Teñirse es una de las pocas decisiones estéticas que no se pueden deshacer el mismo día. Un corte crece; un color mal elegido hay que corregirlo, y corregir siempre sale más caro que acertar. A eso se suma que el tono impreso en la carta de colores casi nunca es el que acaba viéndose sobre tu cabeza: el resultado depende de tu base natural, de lo que ya llevas puesto y de tu porosidad.
Hay varias formas de reducir esa incertidumbre antes de tocar nada. Las repasamos una a una.
1. Aplicar el color sobre tu foto con IA
Es el método más rápido y el que más gente usa como primer filtro.
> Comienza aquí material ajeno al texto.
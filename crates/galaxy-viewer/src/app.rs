use crate::{
    camera::Camera,
    galaxy::{
        advance_jets, generate_points, upload_galaxy,
        types::{GalaxyConfig, GalaxyGpu, PointVertex, SceneUniformStd140},
    },
    loader::Loader,
    pointer::PointerTracker,
    reveal::{Reveal, RevealPose},
    renderer::Renderer,
    scene::SceneState,
    scroll::{ScrollPage, SECTIONS},
    timeline::ScrollTimeline,
    ui,
};
use anyhow::Result;
use std::sync::Arc;
use std::time::Instant;
use winit::{
    event::{MouseScrollDelta, WindowEvent},
    window::Window,
};

/// Pixels of page scroll per wheel line.
const WHEEL_LINE_PX: f32 = 60.0;

/// The per-session controller. Owns all animation state and the GPU-side
/// resources; nothing lives in module globals.
pub struct App {
    pub renderer: Renderer,
    pub camera: Camera,
    pub scene: SceneState,
    pub pointer: PointerTracker,
    pub loader: Loader,
    pub scroll: ScrollPage,
    /// Present only when the capability probe succeeded at startup.
    pub timeline: Option<ScrollTimeline>,

    cfg: GalaxyConfig,
    /// Authoritative CPU copy of the particle buffer. Only the jet tail
    /// mutates after creation, and only that tail is re-uploaded.
    verts: Vec<PointVertex>,
    galaxy: GalaxyGpu,
    rng: fastrand::Rng,

    reveals: Vec<Reveal>,
    poses: Vec<RevealPose>,

    pub egui_ctx: egui::Context,
    pub egui_state: egui_winit::State,
}

impl App {
    pub async fn new(window: Arc<Window>) -> Result<Self> {
        let renderer = Renderer::new(window.clone()).await?;
        let size = renderer.gfx.size;

        let cfg = GalaxyConfig::default();
        let mut rng = fastrand::Rng::new();
        let verts = generate_points(&cfg, &mut rng);
        let galaxy = upload_galaxy(
            &renderer.gfx.device,
            &renderer.points.scene_layout,
            &cfg,
            &verts,
        );

        log::info!(
            "generated {} particles ({} disk, {} jet), radius {}",
            cfg.particle_count,
            cfg.body_count(),
            cfg.jet_count,
            cfg.radius
        );

        let timeline = ScrollTimeline::detect();
        if timeline.is_some() {
            log::info!("scroll timeline active");
        }

        let egui_ctx = egui::Context::default();
        let egui_state = egui_winit::State::new(
            egui_ctx.clone(),
            egui_ctx.viewport_id(),
            &*window,
            None,
            None,
        );

        Ok(Self {
            renderer,
            camera: Camera::new(size),
            scene: SceneState::new(),
            pointer: PointerTracker::new(size),
            loader: Loader::new(),
            scroll: ScrollPage::new(size.height as f32),
            timeline,
            cfg,
            verts,
            galaxy,
            rng,
            reveals: SECTIONS.iter().map(|_| Reveal::new()).collect(),
            poses: vec![RevealPose::HIDDEN; SECTIONS.len()],
            egui_ctx,
            egui_state,
        })
    }

    pub fn resize(&mut self, new_size: winit::dpi::PhysicalSize<u32>) {
        if new_size.width > 0 && new_size.height > 0 {
            self.renderer.resize(new_size);
            self.camera.resize(new_size);
            self.pointer.set_viewport(new_size);
            self.scroll.refresh(new_size.height as f32);
        }
    }

    pub fn handle_event(&mut self, window: &Window, event: &WindowEvent) -> bool {
        let response = self.egui_state.on_window_event(window, event);
        if response.consumed {
            return true;
        }

        match event {
            WindowEvent::CursorMoved { position, .. } => {
                self.pointer.on_cursor_moved(*position);
            }
            WindowEvent::MouseWheel { delta, .. } => {
                let px = match delta {
                    MouseScrollDelta::LineDelta(_, y) => y * WHEEL_LINE_PX,
                    MouseScrollDelta::PixelDelta(pos) => pos.y as f32,
                };
                // Wheel up (positive) moves the page up.
                self.scroll.scroll_by(-px);
            }
            WindowEvent::Resized(physical_size) => {
                self.resize(*physical_size);
            }
            _ => {}
        }

        false
    }

    /// One animation frame, GPU-free: loader schedule, smooth-scroll glide,
    /// pointer sway, scrubbed timeline, jet advance, reveal poses.
    pub fn step(&mut self, now: Instant) {
        if self.loader.poll(now, &mut self.rng) {
            log::info!("loading complete; page revealed");
            // Dependent layout recalculation, as the overlay no longer pins
            // the page.
            self.scroll.refresh(self.renderer.gfx.size.height as f32);
        }

        self.scroll.step();
        self.scene.step(self.pointer.sway_target());

        if let Some(timeline) = &self.timeline {
            timeline.apply(self.scroll.progress(), &mut self.camera, &mut self.scene);
        }

        let body = self.cfg.body_count();
        advance_jets(&mut self.verts[body..], &mut self.rng);

        let viewport_h = self.scroll.viewport_h();
        for (i, reveal) in self.reveals.iter_mut().enumerate() {
            self.poses[i] = reveal.step(self.scroll.block_top(i), viewport_h);
        }
    }

    pub fn render(&mut self, window: &Window) -> Result<(), wgpu::SurfaceError> {
        self.step(Instant::now());

        let body = self.cfg.body_count();

        // Upload the dirty jet tail and this frame's scene uniform.
        self.renderer.gfx.queue.write_buffer(
            &self.galaxy.vtx,
            self.galaxy.jet_tail_offset,
            bytemuck::cast_slice(&self.verts[body..]),
        );

        let uniform = SceneUniformStd140 {
            view_proj: self.camera.view_proj().to_cols_array_2d(),
            model: self.scene.model_matrix().to_cols_array_2d(),
            viewport_size: self.renderer.gfx.viewport_size(),
            point_size_px: self.cfg.point_size_px,
            opacity: self.cfg.opacity,
        };
        self.renderer
            .gfx
            .queue
            .write_buffer(&self.galaxy.ubo, 0, bytemuck::bytes_of(&uniform));

        let frame = self.renderer.gfx.surface.get_current_texture()?;
        let swap_view = frame
            .texture
            .create_view(&wgpu::TextureViewDescriptor::default());

        self.renderer.render(&swap_view, &self.galaxy);

        // UI frame: nav + sections, with the loading overlay on top while it
        // is still visible.
        let egui_input = self.egui_state.take_egui_input(window);
        self.egui_ctx.begin_frame(egui_input);

        if let Some(target) = ui::draw_nav(&self.egui_ctx) {
            self.scroll.scroll_to(target);
        }
        ui::draw_sections(&self.egui_ctx, &self.scroll, &self.poses);
        if self.loader.visible() {
            ui::draw_loader(&self.egui_ctx, self.loader.progress());
        }

        let egui_output = self.egui_ctx.end_frame();
        let shapes = self
            .egui_ctx
            .tessellate(egui_output.shapes, self.egui_ctx.pixels_per_point());

        let screen_descriptor = egui_wgpu::ScreenDescriptor {
            size_in_pixels: [
                self.renderer.gfx.config.width,
                self.renderer.gfx.config.height,
            ],
            pixels_per_point: self.egui_ctx.pixels_per_point(),
        };

        let mut encoder = self
            .renderer
            .gfx
            .device
            .create_command_encoder(&wgpu::CommandEncoderDescriptor {
                label: Some("UI Encoder"),
            });

        for (id, delta) in &egui_output.textures_delta.set {
            self.renderer.egui_renderer.update_texture(
                &self.renderer.gfx.device,
                &self.renderer.gfx.queue,
                *id,
                delta,
            );
        }

        self.renderer.egui_renderer.update_buffers(
            &self.renderer.gfx.device,
            &self.renderer.gfx.queue,
            &mut encoder,
            &shapes,
            &screen_descriptor,
        );

        {
            let mut render_pass = encoder.begin_render_pass(&wgpu::RenderPassDescriptor {
                label: Some("EGUI Pass"),
                color_attachments: &[Some(wgpu::RenderPassColorAttachment {
                    view: &swap_view,
                    resolve_target: None,
                    ops: wgpu::Operations {
                        load: wgpu::LoadOp::Load,
                        store: wgpu::StoreOp::Store,
                    },
                })],
                depth_stencil_attachment: None,
                timestamp_writes: None,
                occlusion_query_set: None,
            });

            self.renderer
                .egui_renderer
                .render(&mut render_pass, &shapes, &screen_descriptor);
        }

        for id in &egui_output.textures_delta.free {
            self.renderer.egui_renderer.free_texture(id);
        }

        self.renderer
            .gfx
            .queue
            .submit(std::iter::once(encoder.finish()));
        frame.present();

        Ok(())
    }
}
Visio AI es una aplicación de inteligencia artificial que toma un selfie tuyo y genera esa misma imagen con el color de pelo que elijas, conservando tu rostro, tu tono de piel y la iluminación original de la foto.
Lo que resuelve: la pregunta estética. Si un cobrizo te ilumina o te enrojece la cara, si el ceniza te apaga, si el castaño chocolate te sienta mejor que el caramelo. Y sobre todo permite algo que ningún otro método permite: comparar seis u ocho tonos seguidos en la misma cara y con la misma luz, que es exactamente el ejercicio que hace falta para decidir.
Lo que no resuelve: la pregunta química. La IA no sabe cuántos tintes llevas acumulados ni cómo se comportará tu fibra con un decolorante. Es una previsualización, no una simulación técnica.
Cómo sacarle partido
- Foto de frente, con luz natural neutra y sin sol directo en la cara.
- Sin gafas de sol, sin filtros de belleza y con el pelo retirado del contorno del rostro.
- Genera siempre en parejas contrapuestas: dorado contra ceniza, claro contra oscuro. El contraste enseña más que un tono aislado.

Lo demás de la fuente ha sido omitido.